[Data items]
§ §

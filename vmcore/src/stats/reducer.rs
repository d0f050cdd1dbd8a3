//! The trace reducer (C6, §4.6): turns a stream of guest-emitted log events
//! into sim-stack transitions and stats-folder calls.

use crate::{
    config::AggregatorTunables,
    error::oops,
    host::{GcHeader, GcSink, GcSlot},
    stats::{
        folder,
        simstack::{Frame, SimStack},
        types::{Callsite, CorrelationId, FunctionStats, OffsetLog, StaticFrameId},
    },
};
use std::collections::HashMap;

/// One entry in the guest's speculation log, in emission order (§4.6).
#[derive(Debug, Clone)]
pub enum TraceEvent {
    Entry { sf: StaticFrameId, owner: GcHeader, callsite: Callsite, cid: CorrelationId },
    Parameter { cid: CorrelationId, arg_idx: usize, type_: Option<GcHeader>, concrete: bool },
    ParameterDecont { cid: CorrelationId, arg_idx: usize, decont_type: Option<GcHeader>, concrete: bool },
    Type { cid: CorrelationId, bytecode_offset: u32, type_: Option<GcHeader>, concrete: bool },
    Invoke { cid: CorrelationId, bytecode_offset: u32, value: i64, callee_code: StaticFrameId },
    Osr { cid: CorrelationId },
    Static { cid: CorrelationId, bytecode_offset: u32, value: i64 },
    Return { cid: CorrelationId, type_: Option<GcHeader>, concrete: bool },
}

/// Owns every static frame's stats tree plus the live sim-stack, and folds
/// trace events into both as they arrive.
pub struct TraceReducer {
    registry: HashMap<StaticFrameId, FunctionStats>,
    sim_stack: SimStack,
    version: u32,
    tunables: AggregatorTunables,
}
//! The hash layout primitive (C1).
//!
//! Each table owns a single heap allocation split into two halves around an
//! implicit pivot: a reverse-indexed entry view (logical index `0` sits
//! closest to the pivot, logical index `N-1` sits at the start of the
//! allocation) and a forward-indexed metadata view (logical index `0` sits
//! closest to the pivot, `N-1` farthest). This is the idiomatic-Rust
//! rendering of the "entries grow left, metadata grows right" pointer
//! arithmetic described in the design notes: one owned buffer, two typed
//! views, the pivot implicit in the split between them.
//!
//! Metadata byte `0` means empty; `k >= 1` means occupied with probe
//! distance `k - 1`. Two sentinel bytes of value `1` flank the live
//! metadata range so iteration never needs a bounds check on the forward
//! edge.

use crate::{config::TableTunables, mem};
use std::{alloc::Layout, marker::PhantomData, mem::size_of, ptr::NonNull};

/// A single contiguous allocation holding `n` reverse-indexed entries of
/// type `E` and `n + 2` forward-indexed metadata bytes (including the two
/// sentinels).
pub(crate) struct RawTable<E> {
    buf: NonNull<u8>,
    layout: Layout,
    official_size: u32,
    probe_overflow: u32,
    n: u32,
    key_right_shift: u32,
    cur_items: u32,
    max_items: u32,
    _marker: PhantomData<E>,
}

impl<E> RawTable<E> {
    /// Build a table sized for at least `requested_capacity` live items,
    /// whose hash values are `hash_width_bits` wide, with load factor and
    /// probe-distance cap taken from `tunables`.
    pub(crate) fn build(requested_capacity: usize, hash_width_bits: u32, tunables: TableTunables) -> Self {
        let official_size = next_pow2(requested_capacity.max(1)).max(8);
        let max_items = (official_size * tunables.load_factor_num) / tunables.load_factor_den;
        let probe_overflow = max_items.saturating_sub(1).min(tunables.max_probe_distance as u32 - 1);
        let n = official_size + probe_overflow;
        let key_right_shift = hash_width_bits - official_size.trailing_zeros();

        let entries_len = n as usize * size_of::<E>();
        let meta_len = n as usize + 2;
        let total_len = entries_len + meta_len;
        let layout = Layout::from_size_align(total_len, size_of::<E>().max(1))
            .expect("hash table layout overflow");

        let buf = unsafe { NonNull::new_unchecked(mem::alloc_zeroed(layout)) };
        let mut table = Self {
            buf,
            layout,
            official_size,
            probe_overflow,
            n,
            key_right_shift,
            cur_items: 0,
            max_items,
            _marker: PhantomData,
        };
        // SAFETY: buf is freshly allocated and zeroed; writing the sentinels
        // at the two flanking positions is in-bounds by construction.
        unsafe {
            table.set_meta_raw(table.entries_len(), 1);
            table.set_meta_raw(table.entries_len() + meta_len - 1, 1);
        }
        log::trace!(
            "hash table built: official_size={} probe_overflow={} n={}",
            official_size,
            probe_overflow,
            n
        );
        table
    }

    #[inline]
    fn entries_len(&self) -> usize {
        self.n as usize * size_of::<E>()
    }

    #[inline]
    pub(crate) fn official_size(&self) -> u32 {
        self.official_size
    }

    #[inline]
    pub(crate) fn n(&self) -> u32 {
        self.n
    }

    #[inline]
    pub(crate) fn key_right_shift(&self) -> u32 {
        self.key_right_shift
    }

    #[inline]
    pub(crate) fn cur_items(&self) -> u32 {
        self.cur_items
    }

    #[inline]
    pub(crate) fn max_items(&self) -> u32 {
        self.max_items
    }

    #[inline]
    pub(crate) fn incr_cur_items(&mut self) {
        self.cur_items += 1;
    }

    #[inline]
    pub(crate) fn decr_cur_items(&mut self) {
        self.cur_items -= 1;
    }

    /// The deferred-resize tripwire: forces the next lvalue-fetch to grow
    /// before inserting, even though `cur_items` alone wouldn't demand it.
    #[inline]
    pub(crate) fn trip_resize(&mut self) {
        self.max_items = 0;
    }

    /// Read metadata byte at logical index `i` in `0..n`.
    #[inline]
    pub(crate) fn meta(&self, i: u32) -> u8 {
        debug_assert!(i < self.n, "metadata index {i} out of bounds (n={})", self.n);
        unsafe { *self.buf.as_ptr().add(self.entries_len() + 1 + i as usize) }
    }

    #[inline]
    pub(crate) fn set_meta(&mut self, i: u32, v: u8) {
        debug_assert!(i < self.n, "metadata index {i} out of bounds (n={})", self.n);
        unsafe { self.set_meta_raw(self.entries_len() + 1 + i as usize, v) }
    }

    #[inline]
    unsafe fn set_meta_raw(&mut self, byte_offset: usize, v: u8) {
        *self.buf.as_ptr().add(byte_offset) = v;
    }

    /// Pointer to the entry slot at logical index `i`. Entries are
    /// reverse-indexed: index `0` sits at the end of the entries region
    /// (closest to the pivot), index `n - 1` at the start.
    #[inline]
    fn entry_ptr(&self, i: u32) -> *mut E {
        debug_assert!(i < self.n, "entry index {i} out of bounds (n={})", self.n);
        let slot = self.n - 1 - i;
        unsafe { self.buf.as_ptr().add(slot as usize * size_of::<E>()) as *mut E }
    }

    #[inline]
    pub(crate) fn entry(&self, i: u32) -> &E {
        unsafe { &*self.entry_ptr(i) }
    }

    #[inline]
    pub(crate) fn entry_mut(&mut self, i: u32) -> &mut E {
        unsafe { &mut *self.entry_ptr(i) }
    }

    #[inline]
    pub(crate) fn write_entry(&mut self, i: u32, e: E) {
        unsafe { self.entry_ptr(i).write(e) }
    }

    /// Move entries at logical indices `[from, to)` up by one logical index
    /// (i.e. to `[from+1, to+1)`), matching a metadata run being pushed one
    /// step farther from the ideal bucket during Robin-Hood displacement.
    pub(crate) unsafe fn shift_entries_up(&mut self, from: u32, to: u32) {
        if from >= to {
            return;
        }
        let count = (to - from) as usize;
        // Source logical range [from, to) occupies *decreasing* addresses as
        // logical index increases, so the byte range is
        // [entry_ptr(to-1), entry_ptr(from) + esize). Moving every element
        // to index+1 shifts that byte range down by one entry size.
        let esize = size_of::<E>();
        let src = self.entry_ptr(to - 1) as *mut u8;
        let dst = src.sub(esize);
        std::ptr::copy(src, dst, count * esize);
    }

    /// Move entries at logical indices `[from, to)` down by one logical
    /// index (i.e. to `[from-1, to-1)`), matching delete's compaction of the
    /// trailing run toward the vacated slot.
    pub(crate) unsafe fn shift_entries_down(&mut self, from: u32, to: u32) {
        if from >= to {
            return;
        }
        let count = (to - from) as usize;
        let esize = size_of::<E>();
        let src = self.entry_ptr(to - 1) as *mut u8;
        let dst = src.add(esize);
        std::ptr::copy(src, dst, count * esize);
    }
}

impl<E> Drop for RawTable<E> {
    fn drop(&mut self) {
        unsafe { mem::dealloc(self.buf.as_ptr(), self.layout) }
    }
}

impl<E: Copy> RawTable<E> {
    /// Duplicate the whole allocation byte-for-byte. No pointer fixups are
    /// needed because every reference within the block is computed from the
    /// handle at access time, not stored absolutely (§4.1).
    pub(crate) fn shallow_copy(&self) -> Self {
        let buf = unsafe {
            let new_buf = mem::alloc_zeroed(self.layout);
            std::ptr::copy_nonoverlapping(self.buf.as_ptr(), new_buf, self.layout.size());
            NonNull::new_unchecked(new_buf)
        };
        Self {
            buf,
            layout: self.layout,
            official_size: self.official_size,
            probe_overflow: self.probe_overflow,
            n: self.n,
            key_right_shift: self.key_right_shift,
            cur_items: self.cur_items,
            max_items: self.max_items,
            _marker: PhantomData,
        }
    }
}

/// Round `x` up to the next power of two, never below `1`.
pub(crate) fn next_pow2(x: usize) -> u32 {
    if x <= 1 {
        return 1;
    }
    let bits = usize::BITS - (x - 1).leading_zeros();
    1u32 << bits
}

§ §

### Goal of the exercise
Every line that holds the word "Option" should be copied from the records above.

### Answer to the exercise
    Parameter { cid: CorrelationId, arg_idx: usize, type_: Option<GcHeader>, concrete: bool },
    ParameterDecont { cid: CorrelationId, arg_idx: usize, decont_type: Option<GcHeader>, concrete: bool },
    Type { cid: CorrelationId, bytecode_offset: u32, type_: Option<GcHeader>, concrete: bool },
    Return { cid: CorrelationId, type_: Option<GcHeader>, concrete: bool },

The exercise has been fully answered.